Exercise aim
A word-for-word restatement of all the records is the required answer.
BEGIN Records provided
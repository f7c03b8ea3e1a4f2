//! Convenient imports for common functionality.
//!
//! This module re-exports the most commonly used types, functions and macros so call sites
//! can start with a single `use typed_dao::prelude::*;`.

pub use crate::context::QueryContext;
pub use crate::dao::{
    RowStream, create, execute, find_columns, find_rows, get_column, get_row, in_args,
};
pub use crate::error::{DaoError, DbError, ScanError};
pub use crate::executor::{ExecOutcome, Executor, RowCursor};
pub use crate::typed::{Column, FromValue, Row, ScanTarget, ToValue};
pub use crate::types::RowValues;
pub use crate::{column_newtype, impl_row};

#[cfg(feature = "sqlite")]
pub use crate::sqlite::{SqliteDatabase, SqliteOptions, SqliteOptionsBuilder};
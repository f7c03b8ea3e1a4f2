use rusqlite::types::Value;

use crate::error::DbError;
use crate::types::RowValues;

/// Extract a `RowValues` from a `SQLite` row.
///
/// # Errors
///
/// Returns [`DbError`] if the column cannot be read.
pub fn sqlite_extract_value_sync(row: &rusqlite::Row, idx: usize) -> Result<RowValues, DbError> {
    let value: Value = row.get(idx)?;
    Ok(match value {
        Value::Null => RowValues::Null,
        Value::Integer(i) => RowValues::Int(i),
        Value::Real(f) => RowValues::Float(f),
        Value::Text(s) => RowValues::Text(s),
        Value::Blob(b) => RowValues::Blob(b),
    })
}

/// Step `rows` once and copy the row out as owned values.
///
/// # Errors
/// Returns [`DbError`] if stepping the statement or reading a column fails.
pub(crate) fn next_values(
    rows: &mut rusqlite::Rows<'_>,
    column_count: usize,
) -> Result<Option<Vec<RowValues>>, DbError> {
    let Some(row) = rows.next()? else {
        return Ok(None);
    };
    let mut values = Vec::with_capacity(column_count);
    for idx in 0..column_count {
        values.push(sqlite_extract_value_sync(row, idx)?);
    }
    Ok(Some(values))
}
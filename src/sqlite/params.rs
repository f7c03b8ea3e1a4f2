use std::fmt::Write;

use rusqlite::types::Value;

use crate::types::{RowValues, TIMESTAMP_FORMAT};

// Thread-local buffer for timestamp formatting
thread_local! {
    static TIMESTAMP_BUF: std::cell::RefCell<String> = std::cell::RefCell::new(String::with_capacity(32));
}

/// Convert a single `RowValues` to a rusqlite `Value`.
///
/// `SQLite` has no boolean or timestamp storage class: booleans bind as 0/1 and timestamps as
/// `%F %T%.f` text, which [`RowValues::as_timestamp`] parses back.
#[must_use]
pub fn row_value_to_sqlite_value(value: &RowValues) -> Value {
    match value {
        RowValues::Int(i) => Value::Integer(*i),
        RowValues::Float(f) => Value::Real(*f),
        RowValues::Text(s) => Value::Text(s.clone()),
        RowValues::Bool(b) => Value::Integer(i64::from(*b)),
        RowValues::Timestamp(dt) => TIMESTAMP_BUF.with(|buf| {
            let mut borrow = buf.borrow_mut();
            borrow.clear();
            // Writing into a String cannot fail.
            let _ = write!(borrow, "{}", dt.format(TIMESTAMP_FORMAT));
            Value::Text(borrow.clone())
        }),
        RowValues::Null => Value::Null,
        RowValues::Blob(bytes) => Value::Blob(bytes.clone()),
    }
}

/// Owned positional parameters ready to move onto a blocking thread.
#[derive(Debug, Clone, Default)]
pub struct Params(pub Vec<Value>);

impl Params {
    /// Convert typed-layer values into `SQLite` values.
    #[must_use]
    pub fn convert(params: &[RowValues]) -> Self {
        Params(params.iter().map(row_value_to_sqlite_value).collect())
    }

    /// Borrow the underlying values.
    #[must_use]
    pub fn as_values(&self) -> &[Value] {
        &self.0
    }

    /// Build a borrowed params slice suitable for rusqlite execution.
    #[must_use]
    pub fn as_refs(&self) -> Vec<&dyn rusqlite::ToSql> {
        self.0.iter().map(|v| v as &dyn rusqlite::ToSql).collect()
    }
}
END Records provided
Answer for the task
repository f7c03b8ea3e1a4f2
//! Convenient imports for common functionality.
//!
//! This module re-exports the most commonly used types, functions and macros so call sites
//! can start with a single `use typed_dao::prelude::*;`.

pub use crate::context::QueryContext;
pub use crate::dao::{
    RowStream, create, execute, find_columns, find_rows, get_column, get_row, in_args,
};
pub use crate::error::{DaoError, DbError, ScanError};
pub use crate::executor::{ExecOutcome, Executor, RowCursor};
pub use crate::typed::{Column, FromValue, Row, ScanTarget, ToValue};
pub use crate::types::RowValues;
pub use crate::{column_newtype, impl_row};

#[cfg(feature = "sqlite")]
pub use crate::sqlite::{SqliteDatabase, SqliteOptions, SqliteOptionsBuilder};
repository f7c03b8ea3e1a4f2
use rusqlite::types::Value;

use crate::error::DbError;
use crate::types::RowValues;

/// Extract a `RowValues` from a `SQLite` row.
///
/// # Errors
///
/// Returns [`DbError`] if the column cannot be read.
pub fn sqlite_extract_value_sync(row: &rusqlite::Row, idx: usize) -> Result<RowValues, DbError> {
    let value: Value = row.get(idx)?;
    Ok(match value {
        Value::Null => RowValues::Null,
        Value::Integer(i) => RowValues::Int(i),
        Value::Real(f) => RowValues::Float(f),
        Value::Text(s) => RowValues::Text(s),
        Value::Blob(b) => RowValues::Blob(b),
    })
}

/// Step `rows` once and copy the row out as owned values.
///
/// # Errors
/// Returns [`DbError`] if stepping the statement or reading a column fails.
pub(crate) fn next_values(
    rows: &mut rusqlite::Rows<'_>,
    column_count: usize,
) -> Result<Option<Vec<RowValues>>, DbError> {
    let Some(row) = rows.next()? else {
        return Ok(None);
    };
    let mut values = Vec::with_capacity(column_count);
    for idx in 0..column_count {
        values.push(sqlite_extract_value_sync(row, idx)?);
    }
    Ok(Some(values))
}
filename src/sqlite/params.rs
repository f7c03b8ea3e1a4f2
use std::fmt::Write;

use rusqlite::types::Value;

use crate::types::{RowValues, TIMESTAMP_FORMAT};

// Thread-local buffer for timestamp formatting
thread_local! {
    static TIMESTAMP_BUF: std::cell::RefCell<String> = std::cell::RefCell::new(String::with_capacity(32));
}

/// Convert a single `RowValues` to a rusqlite `Value`.
///
/// `SQLite` has no boolean or timestamp storage class: booleans bind as 0/1 and timestamps as
/// `%F %T%.f` text, which [`RowValues::as_timestamp`] parses back.
#[must_use]
pub fn row_value_to_sqlite_value(value: &RowValues) -> Value {
    match value {
        RowValues::Int(i) => Value::Integer(*i),
        RowValues::Float(f) => Value::Real(*f),
        RowValues::Text(s) => Value::Text(s.clone()),
        RowValues::Bool(b) => Value::Integer(i64::from(*b)),
        RowValues::Timestamp(dt) => TIMESTAMP_BUF.with(|buf| {
            let mut borrow = buf.borrow_mut();
            borrow.clear();
            // Writing into a String cannot fail.
            let _ = write!(borrow, "{}", dt.format(TIMESTAMP_FORMAT));
            Value::Text(borrow.clone())
        }),
        RowValues::Null => Value::Null,
        RowValues::Blob(bytes) => Value::Blob(bytes.clone()),
    }
}

/// Owned positional parameters ready to move onto a blocking thread.
#[derive(Debug, Clone, Default)]
pub struct Params(pub Vec<Value>);

impl Params {
    /// Convert typed-layer values into `SQLite` values.
    #[must_use]
    pub fn convert(params: &[RowValues]) -> Self {
        Params(params.iter().map(row_value_to_sqlite_value).collect())
    }

    /// Borrow the underlying values.
    #[must_use]
    pub fn as_values(&self) -> &[Value] {
        &self.0
    }

    /// Build a borrowed params slice suitable for rusqlite execution.
    #[must_use]
    pub fn as_refs(&self) -> Vec<&dyn rusqlite::ToSql> {
        self.0.iter().map(|v| v as &dyn rusqlite::ToSql).collect()
    }
}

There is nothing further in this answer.